Third, he sets forth an ideal of the good university. He differs from Newman in that while Newman thinks learning should be an end in itself, Higton thinks we develop intellectual virtue and sociality “for the flourishing life of all God’s creatures together” or the “common good” (216). For Christians, the fact that secular higher education serves God’s creation and not God opens up the secular university to the distorting consequences of misdirected love or idolatry. Yet, Higton wants to focus Christians’ attention upon the good that can still be done which involves promoting virtuous, sociable, and inclusive conversations about the common good.

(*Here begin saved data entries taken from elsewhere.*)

use movie_rec_models::{DecoratedMovie, FeedbackKind};
use movie_rec_sources::{FeedbackStore, SourceError};
use tracing::{debug, info, warn};

/// What happened to one feedback action.
#[derive(Debug)]
pub enum SubmitOutcome {
    /// Stored server-side. Dependent views (stats, profile) should
    /// refresh.
    Submitted,
    /// The movie already carries this exact feedback; nothing was sent.
    /// Informational, not an error.
    Duplicate,
    /// The remote write failed. The optimistic annotation stays in
    /// place and the next reconciliation pass corrects it.
    Failed(SourceError),
}

impl SubmitOutcome {
    pub fn should_refresh_stats(&self) -> bool {
        matches!(self, SubmitOutcome::Submitted)
    }
}

#[derive(Debug)]
pub struct SubmitResult {
    pub movies: Vec<DecoratedMovie>,
    pub outcome: SubmitOutcome,
}

/// One feedback action: duplicate check, optimistic local apply, then
/// the remote write. The returned list reflects the new feedback before
/// the server has confirmed it.
pub async fn submit_feedback(
    store: &dyn FeedbackStore,
    user_id: u64,
    movies: Vec<DecoratedMovie>,
    movie_id: u64,
    kind: FeedbackKind,
) -> SubmitResult {
    let current = movies.iter().find(|m| m.movie.id == movie_id);
    if current.map_or(false, |m| m.user_feedback == Some(kind)) {
        info!(
            "movie {} already marked '{}'; skipping redundant submit",
            movie_id, kind
        );
        return SubmitResult {
            movies,
            outcome: SubmitOutcome::Duplicate,
        };
    }

    let movies: Vec<DecoratedMovie> = movies
        .into_iter()
        .map(|mut movie| {
            if movie.movie.id == movie_id {
                movie.user_feedback = Some(kind);
            }
            movie
        })
        .collect();

    match store.submit(user_id, movie_id, kind).await {
        Ok(()) => {
            debug!("feedback '{}' stored for movie {}", kind, movie_id);
            SubmitResult {
                movies,
                outcome: SubmitOutcome::Submitted,
            }
        }
        Err(err) => {
            warn!("feedback submit failed for movie {}: {}", movie_id, err);
            SubmitResult {
                movies,
                outcome: SubmitOutcome::Failed(err),
            }
        }
    }
}

/// Best-effort click tracking. Failures are logged and swallowed; a
/// lost click must never surface to the user or block navigation.
pub async fn record_click(store: &dyn FeedbackStore, user_id: u64, movie_id: u64) {
    if let Err(err) = store.track_click(user_id, movie_id).await {
        warn!("click tracking failed for movie {}: {}", movie_id, err);
    }
}
//! Lifecycle - start / finish の実行
//!
//! 遷移そのものは `domain::state::transition` が決め、ここでは返ってきた
//! Effect を順番に実行するだけです。1 回の遷移の中では時刻は 1 回だけ
//! 読むので、ignored の `started_at` と `finished_at` は必ず一致します。

use tracing::{debug, info, warn};

use crate::app::builder::Batchy;
use crate::domain::{
    Batch, BatchFailure, BatchState, BatchyError, Effect, Event, Transition, callbacks, transition,
};

impl Batchy {
    /// `new` → `running`, or `new` → `ignored` when a forbidden duplicate is
    /// running. Any other starting state is left alone.
    pub async fn start(&self, batch: &mut Batch) -> Result<(), BatchyError> {
        if batch.name.trim().is_empty() {
            return Err(BatchyError::Validation("name must not be empty".to_string()));
        }

        if batch.state != BatchState::New {
            debug!(batch = %batch.id, state = %batch.state, "start ignored: not a new batch");
            return Ok(());
        }

        let invalid_duplication =
            !self.config.settings.allow_duplicates && self.already_running(batch).await?;

        let event = Event::Start { invalid_duplication };
        let Some(next) = transition(batch.state, event) else {
            debug!(batch = %batch.id, state = %batch.state, "start ignored: not a new batch");
            return Ok(());
        };

        if next.to == BatchState::Ignored {
            warn!(
                batch = %batch.id,
                name = %batch.name,
                guid = batch.guid.as_deref().unwrap_or_default(),
                "duplicate batch is running, ignoring"
            );
        } else {
            info!(batch = %batch.id, name = %batch.name, "batch started");
        }

        self.apply(batch, next).await
    }

    /// `running` → `success` / `errored` / `stopped`, depending on the
    /// recorded failure. A no-op for any batch that is not running.
    pub async fn finish(&self, batch: &mut Batch) -> Result<(), BatchyError> {
        let event = Event::Finish {
            failure: batch
                .error()
                .filter(|failure| !failure.is_blank())
                .map(BatchFailure::kind),
        };
        let Some(next) = transition(batch.state, event) else {
            debug!(batch = %batch.id, state = %batch.state, "finish ignored: not running");
            return Ok(());
        };

        info!(
            batch = %batch.id,
            name = %batch.name,
            state = %next.to,
            error = batch.error().map(BatchFailure::text).unwrap_or_default(),
            "batch finished"
        );

        self.apply(batch, next).await
    }

    async fn apply(&self, batch: &mut Batch, next: Transition) -> Result<(), BatchyError> {
        debug!(batch = %batch.id, from = %next.from, to = %next.to, "transition");

        let now = self.clock.now();
        batch.state = next.to;

        for effect in next.effects {
            match effect {
                Effect::StampStart => {
                    batch.stamp_start(self.identity.pid(), self.identity.hostname(), now)
                }
                Effect::StampFinish => batch.stamp_finish(now),
                Effect::Persist => self.store.save(batch).await?,
                Effect::Dispatch(kind) => {
                    callbacks::dispatch(kind, self.config.global_callbacks(), batch)
                        .map_err(BatchyError::Callback)?
                }
            }
        }
        Ok(())
    }
}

All in all, Higton’s work provides a sophisticated theological framework by which Christians who work in the secular university can think theologically about the positive aspects of their work and institution. In particular, readers exploring his thoughts about a theologically informed vision of intellectual formation as one aspect of Christian discipleship will be well rewarded. The only significant shortcoming is that in Higton’s efforts to present a winsome vision for a wide-ranging audience, he avoids addressing some deep-seated problems with the structure of the secular university. Is the state still a sort of reinvented church for the contemporary university? If so, what does a theology of higher education have to say to national universities that are more interested in the public good (defined as the good for a particular nation) than the human good or the good of the Kingdom of God? Higton never brings up this line of questioning. One will read more about Christ’s body than Christ’s Kingdom.
Yet, these questions are quite relevant in England. England hosts few Christian colleges and universities. The few more overtly Christian ones, such as Liverpool-Hope University and Canterbury Christ University, are prevented by the government from hiring only Christians except in two or three leadership positions (for example, Chancellor, chaplain, leader of the theology department). When the state funds and controls the university, Christians must bow to its mandates. When discussing the question of “Who pays?” and its implications, Higton does not address these unpleasant realities. In fact, Higton’s work largely tends to avoid Christian critique of the secular university beyond the last page and a half where he acknowledges two major limits of the secular university (the lack of worship and discipleship and the fragmentary and frustrating nature of the work). While Higton’s focus on a positive theological vision is refreshing and original, I often found myself hoping for a more expansive conversation about the implications of the limitations he identifies.
Overall though, for those looking for guidance about how Christian academic servants can try to think theologically about the universities their government masters are running, Higton provides an excellent vision. For those wondering how the work of the Church, the university, and the common good of humanity are possibly undermined by such arrangements, readers can hope that Higton will say more in subsequent works.